Thursday, July 12, 2012

UVA 11654 - Arithmetic Subsequence

http://uva.onlinejudge.org/external/116/11654.html

You are given a set of given a set of integers, determine how many proper subsets of this set form an arithmetic sequence. 

For those that forgot what is an arithmetic sequence (or arithmetic progression), is a sequence such that the difference between successive elements is constant. For example, \(\{2, 4, 8, 10\}\) is an arithmetic sequence where the constant different of each element is two.
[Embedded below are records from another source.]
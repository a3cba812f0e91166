use std::fmt;

use super::Opcode;

/// One stub instruction.
///
/// Register fields hold hardware indices; the register class is implied by
/// the variant (`*Fp*`, `*F64`, `*V128` operate on vector registers).
#[derive(Debug, Clone, PartialEq, Eq)]
pub enum Instruction {
    /// Annotation only; encodes to nothing.
    Comment(&'static str),
    Trap,
    /// Push frame pointer and link register, then `fp = sp`.
    Enter,
    /// `sp = fp`, then pop frame pointer and link register.
    Leave,
    Ret,
    LoadImm64 {
        reg: u8,
        value: u64,
    },
    /// `reg[dst] = reg[src] + value`; also used to materialize frame addresses.
    AddImm64 {
        dst: u8,
        src: u8,
        value: i32,
    },
    MoveReg {
        dst: u8,
        src: u8,
    },
    /// Full 128-bit vector register copy.
    MoveFp {
        dst: u8,
        src: u8,
    },
    /// Low 64 bits of a general register into a vector register (upper bits zeroed).
    MoveGpToFp {
        dst: u8,
        src: u8,
    },
    /// Low 64 bits of a vector register into a general register.
    MoveFpToGp {
        dst: u8,
        src: u8,
    },
    LoadIndU64 {
        dst: u8,
        base: u8,
        offset: i32,
    },
    StoreIndU64 {
        base: u8,
        src: u8,
        offset: i32,
    },
    /// Low 64 bits of a vector register.
    LoadIndF64 {
        dst: u8,
        base: u8,
        offset: i32,
    },
    StoreIndF64 {
        base: u8,
        src: u8,
        offset: i32,
    },
    LoadIndV128 {
        dst: u8,
        base: u8,
        offset: i32,
    },
    StoreIndV128 {
        base: u8,
        src: u8,
        offset: i32,
    },
    /// Single-word load with acquire ordering, for cells the runtime rewrites concurrently.
    LoadAcquireU64 {
        dst: u8,
        base: u8,
        offset: i32,
    },
    CallInd {
        reg: u8,
    },
    /// Resolve the handle in `reg` to a direct reference in place: clear the
    /// weak tag and load through it. `tmp` is clobbered.
    ResolveHandle {
        reg: u8,
        thread: u8,
        tmp: u8,
    },
}

impl Instruction {
    #[must_use]
    pub const fn opcode(&self) -> Option<Opcode> {
        Some(match self {
            Self::Comment(_) => return None,
            Self::Trap => Opcode::Trap,
            Self::Enter => Opcode::Enter,
            Self::Leave => Opcode::Leave,
            Self::Ret => Opcode::Ret,
            Self::LoadImm64 { .. } => Opcode::LoadImm64,
            Self::AddImm64 { .. } => Opcode::AddImm64,
            Self::MoveReg { .. } => Opcode::MoveReg,
            Self::MoveFp { .. } => Opcode::MoveFp,
            Self::MoveGpToFp { .. } => Opcode::MoveGpToFp,
            Self::MoveFpToGp { .. } => Opcode::MoveFpToGp,
            Self::LoadIndU64 { .. } => Opcode::LoadIndU64,
            Self::StoreIndU64 { .. } => Opcode::StoreIndU64,
            Self::LoadIndF64 { .. } => Opcode::LoadIndF64,
            Self::StoreIndF64 { .. } => Opcode::StoreIndF64,
            Self::LoadIndV128 { .. } => Opcode::LoadIndV128,
            Self::StoreIndV128 { .. } => Opcode::StoreIndV128,
            Self::LoadAcquireU64 { .. } => Opcode::LoadAcquireU64,
            Self::CallInd { .. } => Opcode::CallInd,
            Self::ResolveHandle { .. } => Opcode::ResolveHandle,
        })
    }

    #[must_use]
    pub fn encode(&self) -> Vec<u8> {
        match self {
            Self::Comment(_) => Vec::new(),
            Self::Trap => vec![Opcode::Trap as u8],
            Self::Enter => vec![Opcode::Enter as u8],
            Self::Leave => vec![Opcode::Leave as u8],
            Self::Ret => vec![Opcode::Ret as u8],
            Self::LoadImm64 { reg, value } => {
                let mut bytes = vec![Opcode::LoadImm64 as u8, *reg & 0x1F];
                bytes.extend_from_slice(&value.to_le_bytes());
                bytes
            }
            Self::AddImm64 { dst, src, value } => {
                encode_two_reg_one_imm(Opcode::AddImm64, *dst, *src, *value)
            }
            Self::MoveReg { dst, src } => encode_two_reg(Opcode::MoveReg, *dst, *src),
            Self::MoveFp { dst, src } => encode_two_reg(Opcode::MoveFp, *dst, *src),
            Self::MoveGpToFp { dst, src } => encode_two_reg(Opcode::MoveGpToFp, *dst, *src),
            Self::MoveFpToGp { dst, src } => encode_two_reg(Opcode::MoveFpToGp, *dst, *src),
            Self::LoadIndU64 { dst, base, offset } => {
                encode_two_reg_one_imm(Opcode::LoadIndU64, *dst, *base, *offset)
            }
            Self::StoreIndU64 { base, src, offset } => {
                encode_two_reg_one_imm(Opcode::StoreIndU64, *src, *base, *offset)
            }
            Self::LoadIndF64 { dst, base, offset } => {
                encode_two_reg_one_imm(Opcode::LoadIndF64, *dst, *base, *offset)
            }
            Self::StoreIndF64 { base, src, offset } => {
                encode_two_reg_one_imm(Opcode::StoreIndF64, *src, *base, *offset)
            }
            Self::LoadIndV128 { dst, base, offset } => {
                encode_two_reg_one_imm(Opcode::LoadIndV128, *dst, *base, *offset)
            }
            Self::StoreIndV128 { base, src, offset } => {
                encode_two_reg_one_imm(Opcode::StoreIndV128, *src, *base, *offset)
            }
            Self::LoadAcquireU64 { dst, base, offset } => {
                encode_two_reg_one_imm(Opcode::LoadAcquireU64, *dst, *base, *offset)
            }
            Self::CallInd { reg } => vec![Opcode::CallInd as u8, *reg & 0x1F],
            Self::ResolveHandle { reg, thread, tmp } => vec![
                Opcode::ResolveHandle as u8,
                *reg & 0x1F,
                *thread & 0x1F,
                *tmp & 0x1F,
            ],
        }
    }

    #[must_use]
    pub fn is_terminating(&self) -> bool {
        self.opcode().is_some_and(Opcode::is_terminating)
    }
}

impl fmt::Display for Instruction {
    fn fmt(&self, f: &mut fmt::Formatter<'_>) -> fmt::Result {
        match self {
            Self::Comment(text) => write!(f, ";; {text}"),
            Self::Trap => f.write_str("trap"),
            Self::Enter => f.write_str("enter"),
            Self::Leave => f.write_str("leave"),
            Self::Ret => f.write_str("ret"),
            Self::LoadImm64 { reg, value } => write!(f, "mov r{reg}, {value:#x}"),
            Self::AddImm64 { dst, src, value } => write!(f, "add r{dst}, r{src}, {value}"),
            Self::MoveReg { dst, src } => write!(f, "mov r{dst}, r{src}"),
            Self::MoveFp { dst, src } => write!(f, "mov v{dst}, v{src}"),
            Self::MoveGpToFp { dst, src } => write!(f, "fmov v{dst}, r{src}"),
            Self::MoveFpToGp { dst, src } => write!(f, "fmov r{dst}, v{src}"),
            Self::LoadIndU64 { dst, base, offset } => write!(f, "ldr r{dst}, [r{base}, {offset}]"),
            Self::StoreIndU64 { base, src, offset } => {
                write!(f, "str r{src}, [r{base}, {offset}]")
            }
            Self::LoadIndF64 { dst, base, offset } => write!(f, "ldr d{dst}, [r{base}, {offset}]"),
            Self::StoreIndF64 { base, src, offset } => {
                write!(f, "str d{src}, [r{base}, {offset}]")
            }
            Self::LoadIndV128 { dst, base, offset } => {
                write!(f, "ldr q{dst}, [r{base}, {offset}]")
            }
            Self::StoreIndV128 { base, src, offset } => {
                write!(f, "str q{src}, [r{base}, {offset}]")
            }
            Self::LoadAcquireU64 { dst, base, offset } => {
                write!(f, "ldar r{dst}, [r{base}, {offset}]")
            }
            Self::CallInd { reg } => write!(f, "blr r{reg}"),
            Self::ResolveHandle { reg, thread, tmp } => {
                write!(f, "resolve_handle r{reg}, r{thread}, r{tmp}")
            }
        }
    }
}

fn encode_two_reg(opcode: Opcode, dst: u8, src: u8) -> Vec<u8> {
    vec![opcode as u8, dst & 0x1F, src & 0x1F]
}

/// `[opcode, a, imm_len << 5 | b, imm...]` with a compact sign-extended immediate.
fn encode_two_reg_one_imm(opcode: Opcode, a: u8, b: u8, value: i32) -> Vec<u8> {
    let imm = encode_imm(value);
    let imm_len = imm.len() as u8;
    let mut bytes = vec![opcode as u8, a & 0x1F, (imm_len << 5) | (b & 0x1F)];
    bytes.extend_from_slice(&imm);
    bytes
}

fn encode_imm(value: i32) -> Vec<u8> {
    let bytes = value.to_le_bytes();
    let len = if value == 0 {
        0
    } else if (-128..=127).contains(&value) {
        1
    } else if (-32768..=32767).contains(&value) {
        2
    } else if (-8_388_608..=8_388_607).contains(&value) {
        3
    } else {
        4
    };
    bytes[..len].to_vec()
}

#[cfg(test)]
mod tests {
    use super::*;

    fn decode_imm(bytes: &[u8]) -> i32 {
        let mut buf = [0u8; 4];
        buf[..bytes.len()].copy_from_slice(bytes);
        if let Some(&last) = bytes.last()
            && last & 0x80 != 0
        {
            for b in buf.iter_mut().skip(bytes.len()) {
                *b = 0xFF;
            }
        }
        i32::from_le_bytes(buf)
    }

    #[test]
    fn test_two_reg_one_imm_encoding() {
        let instr = Instruction::LoadIndU64 {
            dst: 3,
            base: 31,
            offset: 16,
        };
        let encoded = instr.encode();
        assert_eq!(encoded[0], Opcode::LoadIndU64 as u8);
        assert_eq!(encoded[1], 3);
        // imm_len=1 in the top three bits, base=31 in the low five.
        assert_eq!(encoded[2], (1 << 5) | 31);
        assert_eq!(encoded[3], 16);
        assert_eq!(encoded.len(), 4);
    }

    #[test]
    fn test_zero_offset_has_no_immediate_bytes() {
        let instr = Instruction::StoreIndU64 {
            base: 31,
            src: 19,
            offset: 0,
        };
        assert_eq!(instr.encode(), vec![Opcode::StoreIndU64 as u8, 19, 31]);
    }

    #[test]
    fn test_immediate_sign_extension() {
        for value in [-1, 127, -129, 40_000, -8_388_608, i32::MAX, i32::MIN] {
            let encoded = Instruction::AddImm64 {
                dst: 31,
                src: 31,
                value,
            }
            .encode();
            let imm_len = (encoded[2] >> 5) as usize;
            assert_eq!(encoded.len(), 3 + imm_len);
            assert_eq!(decode_imm(&encoded[3..]), value, "value {value}");
        }
    }

    #[test]
    fn test_load_imm64_encoding() {
        let encoded = Instruction::LoadImm64 {
            reg: 8,
            value: 0xDEAD_BEEF_0000_0001,
        }
        .encode();
        assert_eq!(encoded.len(), 10);
        assert_eq!(encoded[1], 8);
        assert_eq!(
            u64::from_le_bytes(encoded[2..10].try_into().unwrap()),
            0xDEAD_BEEF_0000_0001
        );
    }

    #[test]
    fn test_comment_is_zero_width() {
        let instr = Instruction::Comment("{ on_entry");
        assert!(instr.encode().is_empty());
        assert!(instr.opcode().is_none());
        assert!(!instr.is_terminating());
    }

    #[test]
    fn test_terminating_instructions() {
        assert!(Instruction::Ret.is_terminating());
        assert!(Instruction::Trap.is_terminating());
        assert!(!Instruction::CallInd { reg: 8 }.is_terminating());
    }

    #[test]
    fn test_display() {
        assert_eq!(
            Instruction::StoreIndF64 {
                base: 31,
                src: 8,
                offset: 24
            }
            .to_string(),
            "str d8, [r31, 24]"
        );
        assert_eq!(Instruction::CallInd { reg: 8 }.to_string(), "blr r8");
    }
}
It is always a good idea to verify if the brute force solution (if any) runs under the time limit. The idea behind the brute force approach is to generated all possible subsequence of the given set, and check whether or not is an arithmetic sequence. Is not hard to see, that the constraints are way to high for this solution, \(N\) can reach up to 250, which means that we can have \(2^{250}\) subsets, in other words not possible under the 5 seconds time constraint.  
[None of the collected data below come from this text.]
//! Portable stub instruction set and the code buffer it assembles into.

// Encoding uses explicit 'as' casts for byte packing.
#![allow(clippy::cast_possible_truncation, clippy::cast_possible_wrap)]

mod blob;
mod instruction;
mod opcode;

pub(crate) use blob::encode_var_u32;
pub use blob::CodeBuffer;
pub use instruction::Instruction;
pub use opcode::Opcode;
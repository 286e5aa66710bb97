//! Source collaborator interfaces
//!
//! A dictionary source materializes attribute values for a set of keys
//! as a stream of columnar blocks. How the data is fetched (database,
//! file, service) is the source's business; the cache only drives the
//! stream.

use std::collections::VecDeque;
use std::sync::Arc;

use crate::block::Block;
use crate::error::Result;

/// An iterator over the blocks of one source answer
///
/// The prefix/suffix hooks bracket the stream so sources can open and
/// release their underlying resources at well-defined points.
pub trait BlockStream {
    /// Signal start-of-stream
    fn read_prefix(&mut self) -> Result<()> {
        Ok(())
    }

    /// Produce the next block, or `None` once the stream is drained
    fn read(&mut self) -> Result<Option<Block>>;

    /// Signal end-of-stream
    fn read_suffix(&mut self) -> Result<()> {
        Ok(())
    }
}

/// An upstream provider of dictionary data
pub trait DictionarySource: Send + Sync {
    /// Whether the source can materialize attributes for an explicit
    /// key list. A cache dictionary refuses sources that cannot.
    fn supports_selective_load(&self) -> bool;

    /// Start a block stream covering the given keys
    ///
    /// The source may return rows in any order, split across any number
    /// of blocks, and may omit keys it does not know.
    fn load_keys(&self, keys: &[u64]) -> Result<Box<dyn BlockStream>>;

    /// Obtain a fresh handle to the same underlying source
    fn clone_source(&self) -> Arc<dyn DictionarySource>;
}

/// A block stream over an in-memory sequence of blocks
///
/// Convenient for sources that materialize their whole answer up front.
pub struct VecBlockStream {
    blocks: VecDeque<Block>,
}

impl VecBlockStream {
    /// Wrap pre-built blocks into a stream
    pub fn new(blocks: Vec<Block>) -> Self {
        Self {
            blocks: blocks.into(),
        }
    }
}

impl BlockStream for VecBlockStream {
    fn read(&mut self) -> Result<Option<Block>> {
        Ok(self.blocks.pop_front())
    }
}

#[cfg(test)]
mod tests {
    use super::*;
    use crate::block::Column;

    #[test]
    fn test_vec_block_stream_drains_in_order() {
        let first = Block::new(vec![Column::U64(vec![1])]);
        let second = Block::new(vec![Column::U64(vec![2, 3])]);
        let mut stream = VecBlockStream::new(vec![first.clone(), second.clone()]);

        stream.read_prefix().unwrap();
        assert_eq!(stream.read().unwrap(), Some(first));
        assert_eq!(stream.read().unwrap(), Some(second));
        assert_eq!(stream.read().unwrap(), None);
        stream.read_suffix().unwrap();
    }
}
To solve this problem we need to do reduced from exponential time complexity to linear, this is when Dynamic Programming comes into play. 
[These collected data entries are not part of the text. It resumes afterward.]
//! Error types for the dictionary subsystem

use std::fmt;

use crate::schema::AttributeKind;

/// Result type alias for dictionary operations
pub type Result<T> = std::result::Result<T, Error>;

/// Error types for dictionary operations
#[derive(Debug, Clone, PartialEq, Eq)]
pub enum Error {
    /// The source does not support selective load by keys
    UnsupportedSource,

    /// Requested attribute is not declared in the structure
    UnknownAttribute(String),

    /// Requested value type differs from the declared attribute kind,
    /// or a source block carried a key column that is not u64
    TypeMismatch {
        /// Attribute (or key column) the request named
        attribute: String,
        /// Kind declared in the structure
        expected: AttributeKind,
        /// Kind the caller or the source supplied
        requested: AttributeKind,
    },

    /// Null value literal does not parse under the attribute's kind
    NullValue {
        /// Attribute whose definition is malformed
        attribute: String,
        /// The offending literal
        value: String,
    },

    /// Lifetime bounds are inverted (min above max)
    Lifetime {
        /// Configured lower bound, seconds
        min_sec: u64,
        /// Configured upper bound, seconds
        max_sec: u64,
    },

    /// The source stream failed or produced a malformed block
    Source(String),
}

impl fmt::Display for Error {
    fn fmt(&self, f: &mut fmt::Formatter<'_>) -> fmt::Result {
        match self {
            Error::UnsupportedSource => {
                write!(f, "source cannot be used with a cache dictionary")
            }
            Error::UnknownAttribute(name) => write!(f, "no such attribute '{}'", name),
            Error::TypeMismatch {
                attribute,
                expected,
                requested,
            } => write!(
                f,
                "type mismatch: attribute '{}' has type {}, requested {}",
                attribute, expected, requested
            ),
            Error::NullValue { attribute, value } => write!(
                f,
                "cannot parse null value '{}' for attribute '{}'",
                value, attribute
            ),
            Error::Lifetime { min_sec, max_sec } => write!(
                f,
                "invalid lifetime: min {}s exceeds max {}s",
                min_sec, max_sec
            ),
            Error::Source(msg) => write!(f, "source failure: {}", msg),
        }
    }
}

impl std::error::Error for Error {}
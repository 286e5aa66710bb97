//! The cache dictionary
//!
//! A fixed-capacity, direct-mapped, in-memory attribute cache over a
//! block-streaming source. Batched lookups are served under a read
//! lock; missing or expired entries are refreshed from the source under
//! the write lock, with a per-cell expiry randomized inside the
//! configured lifetime window so entries loaded together do not come up
//! for refresh together.

use std::collections::HashMap;
use std::sync::Arc;
use std::time::{Duration, Instant, SystemTime, UNIX_EPOCH};

use ahash::RandomState;
use parking_lot::RwLock;
use rand::rngs::StdRng;
use rand::{Rng, SeedableRng};
use tracing::debug;

use dictcore::{
    AttributeKind, Column, DictionaryLifetime, DictionarySource, DictionaryStructure, Error,
    Result, StringColumn,
};

use crate::attribute::{AttributeColumn, AttributeDescriptor, DictionaryScalar};
use crate::cell::{CellState, CellTable};
use crate::stats::CacheStats;

/// Mutable cache state guarded by the reader/writer lock as one unit
///
/// The PRNG lives here because it is only touched during refresh, which
/// runs under the write lock.
struct CacheState {
    cells: CellTable,
    columns: Vec<AttributeColumn>,
    rng: StdRng,
}

impl CacheState {
    fn build(capacity: usize, descriptors: &[AttributeDescriptor]) -> Self {
        Self {
            cells: CellTable::new(capacity),
            columns: descriptors
                .iter()
                .map(|descriptor| AttributeColumn::for_kind(descriptor.kind, capacity))
                .collect(),
            rng: StdRng::seed_from_u64(seed()),
        }
    }
}

/// Seed for the TTL jitter engine: clock nanoseconds mixed with the
/// process id. Collisions only affect jitter, not correctness.
fn seed() -> u64 {
    let nanos = SystemTime::now()
        .duration_since(UNIX_EPOCH)
        .map(|elapsed| u64::from(elapsed.subsec_nanos()))
        .unwrap_or_default();
    nanos ^ u64::from(std::process::id())
}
First let's make some observations about the arithmetic sequences. It is always possible to create all the size one and two subsequences for any given set. This means, the answer is always at least \(\frac{N + N(N-1)}{2}\). Knowing this, the idea behind the DP solution is to first pick some sequence of two elements which ends points are the index \(i\) and \(j\). After we do this, we tried to extend this subsequence checking if there is any subsequence ending at index \(k\) that we can connect with our current one. In order to be able to connect a subsequence with another one the difference between their successive elements must be equal, as the definition of arithmetic sequence establish.

The overall time complexity of this solution is \(O(N^{3})\).